**Data extract:**
---+---

//! The repository state record.

use std::collections::BTreeSet;

use serde::{Deserialize, Serialize};

use sprig_dag::{Commit, CommitGraph};
use sprig_refs::RefTable;
use sprig_types::ObjectId;

use crate::error::{RepoError, RepoResult};

/// Everything about a repository except the stage and the objects:
/// the commit index, branches and remotes, and the ids imported by fetch.
#[derive(Clone, Debug, PartialEq, Eq, Serialize, Deserialize)]
pub struct RepoState {
    pub graph: CommitGraph,
    pub refs: RefTable,
    /// Commit ids ever imported from a remote.
    pub known_ids: BTreeSet<ObjectId>,
}

impl RepoState {
    /// State of a freshly initialized repository.
    pub fn new(default_branch: &str) -> RepoResult<Self> {
        Ok(Self {
            graph: CommitGraph::new(),
            refs: RefTable::new(default_branch)?,
            known_ids: BTreeSet::new(),
        })
    }

    /// Tip of the current branch, `None` before the first commit.
    pub fn head(&self) -> RepoResult<Option<&Commit>> {
        match self.refs.head() {
            Some(id) => Ok(Some(self.graph.require(&id)?)),
            None => Ok(None),
        }
    }

    /// Tip of the current branch, which must exist.
    pub fn require_head(&self) -> RepoResult<&Commit> {
        self.head()?.ok_or(RepoError::NoCommits)
    }

    /// Tip of a named branch.
    pub fn branch_tip(&self, name: &str) -> RepoResult<&Commit> {
        let id = self.refs.require_branch(name)?;
        Ok(self.graph.require(&id)?)
    }

    /// Check that every branch resolves and the graph is well formed.
    pub fn validate(&self) -> RepoResult<()> {
        self.graph.validate()?;
        for (_, id) in self.refs.branches() {
            self.graph.require(&id)?;
        }
        Ok(())
    }

    pub fn to_bytes(&self) -> RepoResult<Vec<u8>> {
        bincode::serialize(self).map_err(|e| RepoError::CorruptRecord {
            record: "state",
            reason: e.to_string(),
        })
    }

    pub fn from_bytes(data: &[u8]) -> RepoResult<Self> {
        bincode::deserialize(data).map_err(|e| RepoError::CorruptRecord {
            record: "state",
            reason: e.to_string(),
        })
    }
}
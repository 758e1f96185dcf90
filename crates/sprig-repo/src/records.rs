//! Persistence of the state and stage records.

use std::fs;
use std::io::{self, Write};
use std::path::{Path, PathBuf};
use std::sync::RwLock;

use tracing::{debug, warn};

use sprig_index::Stage;

use crate::error::{RepoError, RepoResult};
use crate::state::RepoState;

pub const STATE_FILE: &str = "state";
pub const STAGE_FILE: &str = "stage";

/// Load and save the two mutable records of a repository.
///
/// Objects live in an [`ObjectStore`](sprig_store::ObjectStore); everything
/// else a command changes goes through this trait.
pub trait RecordStore: Send + Sync {
    /// `None` if the repository was never initialized.
    fn load_state(&self) -> RepoResult<Option<RepoState>>;

    fn save_state(&self, state: &RepoState) -> RepoResult<()>;

    /// A missing stage record reads as an empty stage.
    fn load_stage(&self) -> RepoResult<Stage>;

    fn save_stage(&self, stage: &Stage) -> RepoResult<()>;
}

fn encode_stage(stage: &Stage) -> RepoResult<Vec<u8>> {
    bincode::serialize(stage).map_err(|e| RepoError::CorruptRecord {
        record: "stage",
        reason: e.to_string(),
    })
}

fn decode_stage(data: &[u8]) -> RepoResult<Stage> {
    bincode::deserialize(data).map_err(|e| RepoError::CorruptRecord {
        record: "stage",
        reason: e.to_string(),
    })
}

/// Records as files in the repository directory.
#[derive(Clone, Debug)]
pub struct FsRecordStore {
    dir: PathBuf,
}

impl FsRecordStore {
    pub fn new(dir: impl Into<PathBuf>) -> Self {
        Self { dir: dir.into() }
    }

    pub fn dir(&self) -> &Path {
        &self.dir
    }

    fn read_optional(&self, file: &str) -> RepoResult<Option<Vec<u8>>> {
        match fs::read(self.dir.join(file)) {
            Ok(data) => Ok(Some(data)),
            Err(e) if e.kind() == io::ErrorKind::NotFound => Ok(None),
            Err(e) => Err(e.into()),
        }
    }

    fn write_atomic(&self, file: &str, data: &[u8]) -> RepoResult<()> {
        let mut temp = tempfile::NamedTempFile::new_in(&self.dir)?;
        temp.write_all(data)?;
        temp.flush()?;
        temp.persist(self.dir.join(file)).map_err(|e| e.error)?;
        debug!(record = file, bytes = data.len(), "saved record");
        Ok(())
    }
}

impl RecordStore for FsRecordStore {
    fn load_state(&self) -> RepoResult<Option<RepoState>> {
        self.read_optional(STATE_FILE)?
            .map(|data| RepoState::from_bytes(&data))
            .transpose()
    }

    fn save_state(&self, state: &RepoState) -> RepoResult<()> {
        self.write_atomic(STATE_FILE, &state.to_bytes()?)
    }

    fn load_stage(&self) -> RepoResult<Stage> {
        match self.read_optional(STAGE_FILE)? {
            Some(data) => decode_stage(&data),
            None => {
                warn!(dir = %self.dir.display(), "stage record missing, treating as empty");
                Ok(Stage::new())
            }
        }
    }

    fn save_stage(&self, stage: &Stage) -> RepoResult<()> {
        self.write_atomic(STAGE_FILE, &encode_stage(stage)?)
    }
}

/// Records held in memory, encoded the same way as on disk.
#[derive(Debug, Default)]
pub struct InMemoryRecordStore {
    state: RwLock<Option<Vec<u8>>>,
    stage: RwLock<Option<Vec<u8>>>,
}

impl InMemoryRecordStore {
    pub fn new() -> Self {
        Self::default()
    }
}

impl RecordStore for InMemoryRecordStore {
    fn load_state(&self) -> RepoResult<Option<RepoState>> {
        let state = self.state.read().expect("lock poisoned");
        state.as_deref().map(RepoState::from_bytes).transpose()
    }

    fn save_state(&self, state: &RepoState) -> RepoResult<()> {
        let bytes = state.to_bytes()?;
        *self.state.write().expect("lock poisoned") = Some(bytes);
        Ok(())
    }

    fn load_stage(&self) -> RepoResult<Stage> {
        let stage = self.stage.read().expect("lock poisoned");
        match stage.as_deref() {
            Some(data) => decode_stage(data),
            None => Ok(Stage::new()),
        }
    }

    fn save_stage(&self, stage: &Stage) -> RepoResult<()> {
        let bytes = encode_stage(stage)?;
        *self.stage.write().expect("lock poisoned") = Some(bytes);
        Ok(())
    }
}

#[cfg(test)]
mod tests {
    use super::*;
    use sprig_store::InMemoryObjectStore;

    fn sample_stage() -> Stage {
        let store = InMemoryObjectStore::new();
        let mut stage = Stage::new();
        stage.stage_add("a.txt", b"hello", None, &store).unwrap();
        stage
    }

    #[test]
    fn fs_state_absent_until_saved() {
        let dir = tempfile::tempdir().unwrap();
        let records = FsRecordStore::new(dir.path());
        assert!(records.load_state().unwrap().is_none());

        let state = RepoState::new("main").unwrap();
        records.save_state(&state).unwrap();
        assert_eq!(records.load_state().unwrap(), Some(state));
    }

    #[test]
    fn fs_missing_stage_is_empty() {
        let dir = tempfile::tempdir().unwrap();
        let records = FsRecordStore::new(dir.path());
        assert!(records.load_stage().unwrap().is_empty());
    }

    #[test]
    fn fs_stage_round_trip() {
        let dir = tempfile::tempdir().unwrap();
        let records = FsRecordStore::new(dir.path());
        let stage = sample_stage();
        records.save_stage(&stage).unwrap();
        assert_eq!(records.load_stage().unwrap(), stage);
        assert!(dir.path().join(STAGE_FILE).is_file());
    }

    #[test]
    fn fs_corrupt_state_is_integrity_error() {
        let dir = tempfile::tempdir().unwrap();
        fs::write(dir.path().join(STATE_FILE), b"\xff").unwrap();
        let err = FsRecordStore::new(dir.path()).load_state().unwrap_err();
        assert!(!err.is_precondition());
    }

    #[test]
    fn memory_round_trip() {
        let records = InMemoryRecordStore::new();
        assert!(records.load_state().unwrap().is_none());
        assert!(records.load_stage().unwrap().is_empty());

        let stage = sample_stage();
        records.save_stage(&stage).unwrap();
        records.save_state(&RepoState::new("trunk").unwrap()).unwrap();

        assert_eq!(records.load_stage().unwrap(), stage);
        let state = records.load_state().unwrap().unwrap();
        assert_eq!(state.refs.current_branch(), "trunk");
    }
}
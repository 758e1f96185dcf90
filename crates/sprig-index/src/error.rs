//! Error types for the index crate.

/// Errors that can occur during stage operations.
#[derive(Debug, thiserror::Error)]
pub enum IndexError {
    /// The file is neither staged nor tracked.
    #[error("No reason to remove the file.")]
    NothingToRemove(String),

    /// An invalid path was provided.
    #[error("invalid path: {0}")]
    InvalidPath(String),

    /// Store operation failed.
    #[error("store error: {0}")]
    Store(#[from] sprig_store::StoreError),
}

/// Convenience alias for index results.
pub type IndexResult<T> = Result<T, IndexError>;
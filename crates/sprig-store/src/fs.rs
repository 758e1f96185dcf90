//! Filesystem object store: one immutable file per digest.
//!
//! Layout under the store root:
//!
//! ```text
//! <root>/<kind>/<first 2 hex chars>/<remaining 62 hex chars>
//! ```
//!
//! Blob files hold the raw file bytes; commit files hold serialized commit
//! metadata. Each write lands in a temporary file in the target directory and
//! is renamed into place, so a reader never observes a partial object.

use std::fs;
use std::io::{self, Write};
use std::path::{Path, PathBuf};

use sprig_types::ObjectId;
use tracing::debug;

use crate::error::StoreResult;
use crate::object::{ObjectKind, StoredObject};
use crate::traits::ObjectStore;

/// Object store backed by a directory tree.
#[derive(Clone, Debug)]
pub struct FsObjectStore {
    root: PathBuf,
}

impl FsObjectStore {
    /// Open (creating if needed) an object store rooted at `root`.
    pub fn open(root: impl AsRef<Path>) -> StoreResult<Self> {
        let root = root.as_ref().to_path_buf();
        for kind in ObjectKind::ALL {
            fs::create_dir_all(root.join(kind.as_str()))?;
        }
        Ok(Self { root })
    }

    /// The directory this store lives in.
    pub fn root(&self) -> &Path {
        &self.root
    }

    /// Path of the file holding object `id` of the given kind.
    pub fn object_path(&self, kind: ObjectKind, id: &ObjectId) -> PathBuf {
        let hex = id.to_hex();
        let (prefix, suffix) = hex.split_at(2);
        self.root.join(kind.as_str()).join(prefix).join(suffix)
    }

    fn locate(&self, id: &ObjectId) -> Option<(ObjectKind, PathBuf)> {
        ObjectKind::ALL
            .into_iter()
            .map(|kind| (kind, self.object_path(kind, id)))
            .find(|(_, path)| path.is_file())
    }

    fn write_atomic(path: &Path, data: &[u8]) -> io::Result<()> {
        let dir = path
            .parent()
            .ok_or_else(|| io::Error::new(io::ErrorKind::InvalidInput, "object path has no parent"))?;
        fs::create_dir_all(dir)?;

        let mut temp = tempfile::NamedTempFile::new_in(dir)?;
        temp.write_all(data)?;
        temp.flush()?;
        temp.persist(path).map_err(|e| e.error)?;
        Ok(())
    }
}

impl ObjectStore for FsObjectStore {
    fn read(&self, id: &ObjectId) -> StoreResult<Option<StoredObject>> {
        let Some((kind, path)) = self.locate(id) else {
            return Ok(None);
        };
        let object = StoredObject::new(kind, fs::read(&path)?);
        object.verify(id)?;
        Ok(Some(object))
    }

    fn write(&self, object: &StoredObject) -> StoreResult<ObjectId> {
        let id = object.compute_id();
        let path = self.object_path(object.kind, &id);
        if path.is_file() {
            return Ok(id);
        }
        Self::write_atomic(&path, &object.data)?;
        debug!(id = %id.short_hex(), kind = %object.kind, size = object.size(), "wrote object");
        Ok(id)
    }

    fn exists(&self, id: &ObjectId) -> StoreResult<bool> {
        Ok(self.locate(id).is_some())
    }
}

#[cfg(test)]
mod tests {
    use super::*;
    use crate::error::StoreError;

    fn temp_store() -> (tempfile::TempDir, FsObjectStore) {
        let dir = tempfile::tempdir().unwrap();
        let store = FsObjectStore::open(dir.path().join("objects")).unwrap();
        (dir, store)
    }

    #[test]
    fn open_creates_kind_directories() {
        let (_dir, store) = temp_store();
        assert!(store.root().join("blob").is_dir());
        assert!(store.root().join("commit").is_dir());
    }

    #[test]
    fn blob_file_holds_raw_bytes() {
        let (_dir, store) = temp_store();
        let id = store.put_blob(b"raw content").unwrap();
        let path = store.object_path(ObjectKind::Blob, &id);
        assert_eq!(fs::read(path).unwrap(), b"raw content");
        assert_eq!(store.get_blob(&id).unwrap(), b"raw content");
    }

    #[test]
    fn write_is_idempotent() {
        let (_dir, store) = temp_store();
        let id1 = store.put_blob(b"same").unwrap();
        let id2 = store.put_blob(b"same").unwrap();
        assert_eq!(id1, id2);
        let shard = store.object_path(ObjectKind::Blob, &id1);
        let entries = fs::read_dir(shard.parent().unwrap()).unwrap().count();
        assert_eq!(entries, 1);
    }

    #[test]
    fn commit_objects_are_found_by_id() {
        let (_dir, store) = temp_store();
        let id = store
            .write(&StoredObject::commit(b"{\"message\":\"m\"}".to_vec()))
            .unwrap();
        let object = store.get(&id).unwrap();
        assert_eq!(object.kind, ObjectKind::Commit);
        assert!(store.exists(&id).unwrap());
    }

    #[test]
    fn missing_object() {
        let (_dir, store) = temp_store();
        let id = ObjectId::from_bytes(b"nope");
        assert!(store.read(&id).unwrap().is_none());
        assert!(matches!(store.get(&id), Err(StoreError::NotFound(_))));
    }

    #[test]
    fn corrupted_file_is_reported() {
        let (_dir, store) = temp_store();
        let id = store.put_blob(b"pristine").unwrap();
        fs::write(store.object_path(ObjectKind::Blob, &id), b"corrupted").unwrap();

        let err = store.read(&id).unwrap_err();
        assert!(matches!(err, StoreError::HashMismatch { .. }));
    }

    #[test]
    fn reopen_sees_existing_objects() {
        let dir = tempfile::tempdir().unwrap();
        let id = FsObjectStore::open(dir.path())
            .unwrap()
            .put_blob(b"persisted")
            .unwrap();
        let reopened = FsObjectStore::open(dir.path()).unwrap();
        assert_eq!(reopened.get_blob(&id).unwrap(), b"persisted");
    }

    #[test]
    fn copy_between_stores() {
        let (_a, src) = temp_store();
        let (_b, dst) = temp_store();
        let id = src.put_blob(b"travels").unwrap();
        assert!(src.copy_to(&id, &dst).unwrap());
        assert_eq!(dst.get_blob(&id).unwrap(), b"travels");
    }
}
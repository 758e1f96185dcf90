//! Merging another branch into the current one.

use chrono::Utc;
use tracing::{info, warn};

use sprig_dag::{Commit, CommitBuilder, Snapshot};
use sprig_index::Stage;
use sprig_merge::{reconcile, Resolution};
use sprig_types::ObjectId;

use crate::error::{MergeBlock, RepoError, RepoResult};
use crate::repository::Repository;
use crate::state::RepoState;

/// What a merge did.
#[derive(Clone, Debug, PartialEq, Eq)]
pub enum MergeOutcome {
    /// The given branch is already an ancestor of the current one.
    AlreadyUpToDate,
    /// The current branch was moved to the given branch's tip.
    FastForward { to: ObjectId },
    /// A merge commit was created. `conflicts` lists the files left with
    /// conflict markers.
    Merged { commit: Commit, conflicts: Vec<String> },
}

impl MergeOutcome {
    pub fn has_conflicts(&self) -> bool {
        matches!(self, Self::Merged { conflicts, .. } if !conflicts.is_empty())
    }
}

impl Repository {
    /// Merge `branch` into the current branch.
    pub fn merge(&self, branch: &str) -> RepoResult<MergeOutcome> {
        let mut state = self.load_state()?;
        let mut stage = self.load_stage()?;
        self.merge_loaded(&mut state, &mut stage, branch)
    }

    fn merge_loaded(
        &self,
        state: &mut RepoState,
        stage: &mut Stage,
        branch: &str,
    ) -> RepoResult<MergeOutcome> {
        if !stage.is_empty() {
            return Err(RepoError::MergeBlocked(MergeBlock::UncommittedChanges));
        }
        if !state.refs.has_branch(branch) {
            return Err(RepoError::BranchNotFound(branch.to_string()));
        }
        if state.refs.current_branch() == branch {
            return Err(RepoError::MergeBlocked(MergeBlock::SelfMerge));
        }

        let theirs = state.branch_tip(branch)?.clone();
        let Some(ours) = state.head()?.cloned() else {
            return self.fast_forward(state, stage, None, branch, theirs);
        };
        let base = state
            .graph
            .common_ancestor(&ours.id(), &theirs.id(), self.config.merge.ancestor)
            .cloned();
        let base_id = base.as_ref().map(Commit::id);

        if base_id == Some(theirs.id()) {
            info!(branch, "given branch is an ancestor of the current branch");
            return Ok(MergeOutcome::AlreadyUpToDate);
        }
        if base_id == Some(ours.id()) {
            return self.fast_forward(state, stage, Some(&ours), branch, theirs);
        }

        let empty = Snapshot::new();
        let base_snapshot = base.as_ref().map_or(&empty, |c| c.snapshot());
        let plan = reconcile(ours.snapshot(), theirs.snapshot(), base_snapshot);

        let incoming = plan.written_paths().map(|name| {
            let id = match plan.resolution(name) {
                Some(Resolution::TakeTheirs(blob)) => Some(blob.id),
                _ => None,
            };
            (name, id)
        });
        self.ensure_no_untracked_overwrite(ours.snapshot(), incoming)
            .map_err(untracked_blocks_merge)?;

        let tree = plan.materialize(ours.snapshot(), self.store.as_ref())?;
        let mut writes = Vec::with_capacity(tree.writes.len());
        for (name, blob) in &tree.writes {
            writes.push((name.as_str(), self.store.get_blob(&blob.id)?));
        }
        let deletes: Vec<&str> = tree.deletes.iter().map(String::as_str).collect();
        self.apply_to_worktree(&writes, &deletes)
            .map_err(untracked_blocks_merge)?;

        let message = format!("Merged {branch} into {}.", state.refs.current_branch());
        let commit = CommitBuilder::on_top_of(&ours)
            .with_second_parent(theirs.id())
            .with_snapshot(tree.snapshot)
            .finish(message, Utc::now())?;
        let id = self.record_commit(state, commit.clone())?;
        stage.clear();
        self.save(state, stage)?;

        if tree.conflicts.is_empty() {
            info!(branch, commit = %id.short_hex(), "merged");
        } else {
            warn!(
                branch,
                commit = %id.short_hex(),
                conflicts = tree.conflicts.len(),
                "merged with conflicts"
            );
        }
        Ok(MergeOutcome::Merged {
            commit,
            conflicts: tree.conflicts,
        })
    }

    /// Move the current branch to `theirs`. With no current commit the
    /// working tree only gains files.
    fn fast_forward(
        &self,
        state: &mut RepoState,
        stage: &mut Stage,
        ours: Option<&Commit>,
        branch: &str,
        theirs: Commit,
    ) -> RepoResult<MergeOutcome> {
        self.switch_tree(ours, &theirs)
            .map_err(untracked_blocks_merge)?;
        state.refs.advance_current(theirs.id());
        stage.clear();
        self.save(state, stage)?;
        info!(branch, to = %theirs.id().short_hex(), "fast-forward");
        Ok(MergeOutcome::FastForward { to: theirs.id() })
    }
}

fn untracked_blocks_merge(err: RepoError) -> RepoError {
    match err {
        RepoError::UntrackedFileConflict(_) => RepoError::MergeBlocked(MergeBlock::UntrackedFile),
        other => other,
    }
}
//! Error types for the merge engine.

/// Errors that can occur while materializing a merge.
#[derive(Debug, thiserror::Error)]
pub enum MergeError {
    /// A blob needed for conflict markers could not be read or written.
    #[error("store error: {0}")]
    Store(#[from] sprig_store::StoreError),
}

/// Convenience alias for merge results.
pub type MergeResult<T> = Result<T, MergeError>;
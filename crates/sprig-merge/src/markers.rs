//! Whole-file conflict markers.
//!
//! ```text
//! <<<<<<< HEAD
//! current branch content
//! =======
//! given branch content
//! >>>>>>>
//! ```
//!
//! A side that deleted the file contributes nothing between its markers.
//! Contents are inserted verbatim, so a side without a trailing newline runs
//! straight into the next marker.

/// Opening marker, followed by the current branch's content.
pub const MARKER_START: &[u8] = b"<<<<<<< HEAD\n";
/// Separator between the two sides.
pub const MARKER_SEPARATOR: &[u8] = b"=======\n";
/// Closing marker after the given branch's content.
pub const MARKER_END: &[u8] = b">>>>>>>\n";

/// Render the conflicted file for `ours` (current) and `theirs` (given).
pub fn conflict_content(ours: Option<&[u8]>, theirs: Option<&[u8]>) -> Vec<u8> {
    let ours = ours.unwrap_or_default();
    let theirs = theirs.unwrap_or_default();
    let mut out = Vec::with_capacity(
        MARKER_START.len() + ours.len() + MARKER_SEPARATOR.len() + theirs.len() + MARKER_END.len(),
    );
    out.extend_from_slice(MARKER_START);
    out.extend_from_slice(ours);
    out.extend_from_slice(MARKER_SEPARATOR);
    out.extend_from_slice(theirs);
    out.extend_from_slice(MARKER_END);
    out
}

---+---

**Exercise aim:** Would you please copy every line from the listing above that contains the word "ancestor"?

**Task response:**
    /// The given branch is already an ancestor of the current one.
            .common_ancestor(&ours.id(), &theirs.id(), self.config.merge.ancestor)
            info!(branch, "given branch is an ancestor of the current branch");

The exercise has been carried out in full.